Organizations or groups that are personality-driven and/or essentially defined by the personality of a charismatic leader, have often been called “cults.”
However, not all cults are destructive and many over the centuries have been relatively benign.
It seems some American corporations can be seen as consumer “cults,” often driven and/or defined by their founder’s personality.
The saga of the corporate Multi-media Empire wrought by Martha Stewart appears to be one example.
This commercial kingdom is so identified and defined by its creator, it is called “Martha Stewart Living Omnimedia Inc.”
But Martha’s empire has lost half its value, since the stature of its leader began to crumble.
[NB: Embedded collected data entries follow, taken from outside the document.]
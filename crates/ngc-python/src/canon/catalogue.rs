use super::ArgKind::{
    Bool as B, ControlPoints as N, Double as D, Int as I, Pose as P, Text as S,
};
use super::{ArgKind, CanonSpec, RetKind};

const NINE_AXES: &[ArgKind] = &[D, D, D, D, D, D, D, D, D];
const LINE_AND_NINE_AXES: &[ArgKind] = &[I, D, D, D, D, D, D, D, D, D];

const fn unit(name: &'static str, args: &'static [ArgKind]) -> CanonSpec {
    CanonSpec::new(name, args, RetKind::Unit)
}

const fn query(name: &'static str, returns: RetKind) -> CanonSpec {
    CanonSpec::new(name, &[], returns)
}

/// Every canon primitive reachable from `CanonMod`, sorted by name
pub static BOUND: &[CanonSpec] = &[
    unit("ARC_FEED", &[I, D, D, D, D, I, D, D, D, D, D, D, D]),
    unit("CHANGE_TOOL", &[I]),
    unit("CHANGE_TOOL_NUMBER", &[I]),
    unit("CLAMP_AXIS", &[I]),
    unit("CLEAR_AUX_OUTPUT_BIT", &[I]),
    unit("CLEAR_MOTION_OUTPUT_BIT", &[I]),
    unit("COMMENT", &[S]),
    unit("DISABLE_ADAPTIVE_FEED", &[]),
    unit("DISABLE_FEED_HOLD", &[]),
    unit("DISABLE_FEED_OVERRIDE", &[]),
    unit("DISABLE_SPEED_OVERRIDE", &[]),
    unit("DWELL", &[D]),
    unit("ENABLE_ADAPTIVE_FEED", &[]),
    unit("ENABLE_FEED_HOLD", &[]),
    unit("ENABLE_FEED_OVERRIDE", &[]),
    unit("ENABLE_SPEED_OVERRIDE", &[]),
    unit("FINISH", &[]),
    unit("FLOOD_OFF", &[]),
    unit("FLOOD_ON", &[]),
    query("GET_BLOCK_DELETE", RetKind::Bool),
    query("GET_EXTERNAL_ADAPTIVE_FEED_ENABLE", RetKind::Int),
    CanonSpec::new("GET_EXTERNAL_ANALOG_INPUT", &[I, D], RetKind::Double),
    query("GET_EXTERNAL_ANGLE_UNITS", RetKind::Double),
    query("GET_EXTERNAL_AXIS_MASK", RetKind::Int),
    CanonSpec::new("GET_EXTERNAL_DIGITAL_INPUT", &[I, I], RetKind::Int),
    query("GET_EXTERNAL_FEED_HOLD_ENABLE", RetKind::Int),
    query("GET_EXTERNAL_FEED_OVERRIDE_ENABLE", RetKind::Int),
    query("GET_EXTERNAL_FEED_RATE", RetKind::Double),
    query("GET_EXTERNAL_FLOOD", RetKind::Int),
    query("GET_EXTERNAL_LENGTH_UNITS", RetKind::Double),
    query("GET_EXTERNAL_MIST", RetKind::Int),
    query("GET_EXTERNAL_MOTION_CONTROL_MODE", RetKind::Int),
    query("GET_EXTERNAL_MOTION_CONTROL_TOLERANCE", RetKind::Double),
    query("GET_EXTERNAL_PARAMETER_FILE_NAME", RetKind::Text),
    query("GET_EXTERNAL_PLANE", RetKind::Int),
    query("GET_EXTERNAL_POCKETS_MAX", RetKind::Int),
    query("GET_EXTERNAL_POSITION_A", RetKind::Double),
    query("GET_EXTERNAL_POSITION_B", RetKind::Double),
    query("GET_EXTERNAL_POSITION_C", RetKind::Double),
    query("GET_EXTERNAL_POSITION_U", RetKind::Double),
    query("GET_EXTERNAL_POSITION_V", RetKind::Double),
    query("GET_EXTERNAL_POSITION_W", RetKind::Double),
    query("GET_EXTERNAL_POSITION_X", RetKind::Double),
    query("GET_EXTERNAL_POSITION_Y", RetKind::Double),
    query("GET_EXTERNAL_POSITION_Z", RetKind::Double),
    query("GET_EXTERNAL_PROBE_POSITION_A", RetKind::Double),
    query("GET_EXTERNAL_PROBE_POSITION_B", RetKind::Double),
    query("GET_EXTERNAL_PROBE_POSITION_C", RetKind::Double),
    query("GET_EXTERNAL_PROBE_POSITION_U", RetKind::Double),
    query("GET_EXTERNAL_PROBE_POSITION_V", RetKind::Double),
    query("GET_EXTERNAL_PROBE_POSITION_W", RetKind::Double),
    query("GET_EXTERNAL_PROBE_POSITION_X", RetKind::Double),
    query("GET_EXTERNAL_PROBE_POSITION_Y", RetKind::Double),
    query("GET_EXTERNAL_PROBE_POSITION_Z", RetKind::Double),
    query("GET_EXTERNAL_PROBE_TRIPPED_VALUE", RetKind::Int),
    query("GET_EXTERNAL_PROBE_VALUE", RetKind::Double),
    query("GET_EXTERNAL_QUEUE_EMPTY", RetKind::Int),
    query("GET_EXTERNAL_SELECTED_TOOL_SLOT", RetKind::Int),
    query("GET_EXTERNAL_SPEED", RetKind::Double),
    query("GET_EXTERNAL_SPINDLE", RetKind::Int),
    query("GET_EXTERNAL_SPINDLE_OVERRIDE_ENABLE", RetKind::Int),
    query("GET_EXTERNAL_TC_FAULT", RetKind::Int),
    query("GET_EXTERNAL_TOOL_LENGTH_AOFFSET", RetKind::Double),
    query("GET_EXTERNAL_TOOL_LENGTH_BOFFSET", RetKind::Double),
    query("GET_EXTERNAL_TOOL_LENGTH_COFFSET", RetKind::Double),
    query("GET_EXTERNAL_TOOL_LENGTH_UOFFSET", RetKind::Double),
    query("GET_EXTERNAL_TOOL_LENGTH_VOFFSET", RetKind::Double),
    query("GET_EXTERNAL_TOOL_LENGTH_WOFFSET", RetKind::Double),
    query("GET_EXTERNAL_TOOL_LENGTH_XOFFSET", RetKind::Double),
    query("GET_EXTERNAL_TOOL_LENGTH_YOFFSET", RetKind::Double),
    query("GET_EXTERNAL_TOOL_LENGTH_ZOFFSET", RetKind::Double),
    query("GET_EXTERNAL_TOOL_SLOT", RetKind::Int),
    CanonSpec::new("GET_EXTERNAL_TOOL_TABLE", &[I], RetKind::Tool),
    query("GET_EXTERNAL_TRAVERSE_RATE", RetKind::Double),
    query("GET_OPTIONAL_PROGRAM_STOP", RetKind::Bool),
    unit("INIT_CANON", &[]),
    unit("INTERP_ABORT", &[I, S]),
    unit("LOCK_ROTARY", &[I, I]),
    unit("LOG", &[S]),
    unit("LOGAPPEND", &[S]),
    unit("LOGCLOSE", &[]),
    unit("LOGOPEN", &[S]),
    unit("MESSAGE", &[S]),
    unit("MIST_OFF", &[]),
    unit("MIST_ON", &[]),
    unit("NURBS_FEED", &[I, N, I]),
    unit("OPTIONAL_PROGRAM_STOP", &[]),
    unit("PALLET_SHUTTLE", &[]),
    unit("PROGRAM_END", &[]),
    unit("PROGRAM_STOP", &[]),
    unit("RIGID_TAP", &[I, D, D, D]),
    unit("SELECT_PLANE", &[I]),
    unit("SELECT_POCKET", &[I, I]),
    unit("SET_AUX_OUTPUT_BIT", &[I]),
    unit("SET_AUX_OUTPUT_VALUE", &[I, D]),
    unit("SET_BLOCK_DELETE", &[B]),
    unit("SET_CUTTER_RADIUS_COMPENSATION", &[D]),
    unit("SET_FEED_MODE", &[I]),
    unit("SET_FEED_RATE", &[D]),
    unit("SET_G5X_OFFSET", &[I, D, D, D, D, D, D, D, D, D]),
    unit("SET_G92_OFFSET", NINE_AXES),
    unit("SET_MOTION_OUTPUT_BIT", &[I]),
    unit("SET_MOTION_OUTPUT_VALUE", &[I, D]),
    unit("SET_NAIVECAM_TOLERANCE", &[D]),
    unit("SET_OPTIONAL_PROGRAM_STOP", &[B]),
    unit("SET_SPINDLE_MODE", &[D]),
    unit("SET_SPINDLE_SPEED", &[D]),
    unit("SET_TOOL_TABLE_ENTRY", &[I, I, P, D, D, D, I]),
    unit("SET_TRAVERSE_RATE", &[D]),
    unit("SET_XY_ROTATION", &[D]),
    unit("SPINDLE_RETRACT", &[]),
    unit("SPINDLE_RETRACT_TRAVERSE", &[]),
    unit("START_CHANGE", &[]),
    unit("START_CUTTER_RADIUS_COMPENSATION", &[I]),
    unit("START_SPEED_FEED_SYNCH", &[D, B]),
    unit("START_SPINDLE_CLOCKWISE", &[]),
    unit("START_SPINDLE_COUNTERCLOCKWISE", &[]),
    unit("STOP_CUTTER_RADIUS_COMPENSATION", &[]),
    unit("STOP_SPEED_FEED_SYNCH", &[]),
    unit("STOP_SPINDLE_TURNING", &[]),
    unit("STRAIGHT_FEED", LINE_AND_NINE_AXES),
    unit("STRAIGHT_PROBE", &[I, D, D, D, D, D, D, D, D, D, I]),
    unit("STRAIGHT_TRAVERSE", LINE_AND_NINE_AXES),
    unit("TURN_PROBE_OFF", &[]),
    unit("TURN_PROBE_ON", &[]),
    unit("UNLOCK_ROTARY", &[I, I]),
    unit("USE_LENGTH_UNITS", &[I]),
    unit("USE_NO_SPINDLE_FORCE", &[]),
    unit("USE_TOOL_LENGTH_OFFSET", &[P]),
    CanonSpec::new("WAIT", &[I, I, I, D], RetKind::Int),
];

/// Canon primitives deliberately left out of `CanonMod`
pub static OMITTED: &[&str] = &[
    "CANON_UPDATE_END_POINT",
    "GET_EXTERNAL_ANGLE_UNIT_FACTOR",
    "GET_EXTERNAL_LENGTH_UNIT_FACTOR",
    "GET_EXTERNAL_ORIGIN_A",
    "GET_EXTERNAL_ORIGIN_B",
    "GET_EXTERNAL_ORIGIN_C",
    "GET_EXTERNAL_ORIGIN_X",
    "GET_EXTERNAL_ORIGIN_Y",
    "GET_EXTERNAL_ORIGIN_Z",
    "LOCK_SPINDLE_Z",
    "NURB_CONTROL_POINT",
    "NURB_FEED",
    "NURB_KNOT_VECTOR",
    "ORIENT_SPINDLE",
    "SET_FEED_REFERENCE",
    "SET_MOTION_CONTROL_MODE",
    "STOP",
    "UNCLAMP_AXIS",
    "USER_DEFINED_FUNCTION_ADD",
    "USE_SPINDLE_FORCE",
    "XYZ",
];

/// Find a bound primitive by name
pub fn lookup(name: &str) -> Option<&'static CanonSpec> {
    BOUND
        .binary_search_by(|spec| spec.name.cmp(name))
        .ok()
        .map(|index| &BOUND[index])
}

#[cfg(test)]
mod tests {
    use super::*;

    #[test]
    fn test_bound_table_is_sorted_and_unique() {
        for pair in BOUND.windows(2) {
            assert!(
                pair[0].name < pair[1].name,
                "{} must sort before {}",
                pair[0].name,
                pair[1].name
            );
        }
    }

    #[test]
    fn test_omitted_names_are_not_bound() {
        for name in OMITTED {
            assert!(lookup(name).is_none(), "{} should not be bound", name);
        }
    }

    #[test]
    fn test_motion_signatures() {
        assert_eq!(lookup("STRAIGHT_FEED").map(CanonSpec::arity), Some(10));
        assert_eq!(lookup("ARC_FEED").map(CanonSpec::arity), Some(13));
        assert_eq!(lookup("WAIT").map(|s| s.returns), Some(RetKind::Int));
        assert!(lookup("straight_feed").is_none());
    }
}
Would Stewart’s cult following stay loyal to the brand without the presence of her personality?
Martha Stewart is an “extreme case of this corporate cult of personality,” reports the Boston Globe.
But there are other personality-driven enterprises such as Oprah Winfey’s synergistic media holdings, which continue to thrive.
What will be Martha Stewart’s corporate legacy if she is killed in court?
Will her magazine fold, like George did, not long after founder John F. Kennedy Jr. died?
Most cults end or slowly whither away after the leader dies or self-destructs.
But it seems that if there are significant assets and an ample cash flow “cults” can continue after a founder dies.
Witness how Scientology soldiers on undaunted by L. Ron Hubbard’s death in the 80s. Its celebrity faithful like John Travolta and Tom Cruise have not lost faith and keep paying for Hubbard’s “technology.”
The die-hard followers of Bhagwan Shree Rajneesh still watch his videos long after their leader’s demise. And they gather to honor him at the still active ashram he started in India.
But after Herbert Armstrong died his Worldwide Church of God struggled to establish a new identity. And it shrank as adherents exited. It seems without Armstrong there was no lasting loyalty.
Which historical “cult” example will Stewart’s “corporate cult of personality” parallel?
Will there be consumer fealty for “Martha Stewart Living,” if Martha is living in prison?
Her fans might move on to a less controversial and/or embattled “domestic diva.”
Martha Stewart may have taught Americans that simplicity is timeless, but it seems probable that her cult following will dwindle if she does any time.